**DATA EXCERPTS**
=======

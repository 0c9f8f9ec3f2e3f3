use dino::{Config, build_rocket};

#[rocket::main]
async fn main() -> Result<(), Box<dyn std::error::Error>> {
    dotenvy::dotenv().ok();

    let config = Config::load()?;
    let rocket = build_rocket(config)?;
    rocket.launch().await?;

    Ok(())
}
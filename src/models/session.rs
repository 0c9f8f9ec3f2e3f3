use chrono::{DateTime, Utc};
use uuid::Uuid;

#[derive(Debug, Clone, sqlx::FromRow)]
pub struct Session {
    pub id: Uuid,
    pub user_id: Uuid,
    pub created_at: DateTime<Utc>,
    pub expires_at: DateTime<Utc>,
    pub user_agent: Option<String>,
}

impl Session {
    pub fn cookie_value(&self) -> String {
        format!("{}:{}", self.id, self.user_id)
    }
}

/// What the auth guard needs from a live session.
#[derive(Debug, sqlx::FromRow)]
pub struct SessionUser {
    pub id: Uuid,
    pub email: String,
    pub timezone: String,
}

#[derive(Debug)]
pub enum SessionLookup {
    Active(SessionUser),
    /// Existed but had expired; it has been deleted.
    Expired,
    Missing,
}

=======

**ABOUT THIS EXERCISE**
Write each record above out again exactly as it reads.

**RESULT OF THIS TASK**
repository 0c9f8f9ec3f2e3f3
use dino::{Config, build_rocket};

#[rocket::main]
async fn main() -> Result<(), Box<dyn std::error::Error>> {
    dotenvy::dotenv().ok();

    let config = Config::load()?;
    let rocket = build_rocket(config)?;
    rocket.launch().await?;

    Ok(())
}
filename src/models/session.rs
repository 0c9f8f9ec3f2e3f3
use chrono::{DateTime, Utc};
use uuid::Uuid;

#[derive(Debug, Clone, sqlx::FromRow)]
pub struct Session {
    pub id: Uuid,
    pub user_id: Uuid,
    pub created_at: DateTime<Utc>,
    pub expires_at: DateTime<Utc>,
    pub user_agent: Option<String>,
}

impl Session {
    pub fn cookie_value(&self) -> String {
        format!("{}:{}", self.id, self.user_id)
    }
}

/// What the auth guard needs from a live session.
#[derive(Debug, sqlx::FromRow)]
pub struct SessionUser {
    pub id: Uuid,
    pub email: String,
    pub timezone: String,
}

#[derive(Debug)]
pub enum SessionLookup {
    Active(SessionUser),
    /// Existed but had expired; it has been deleted.
    Expired,
    Missing,
}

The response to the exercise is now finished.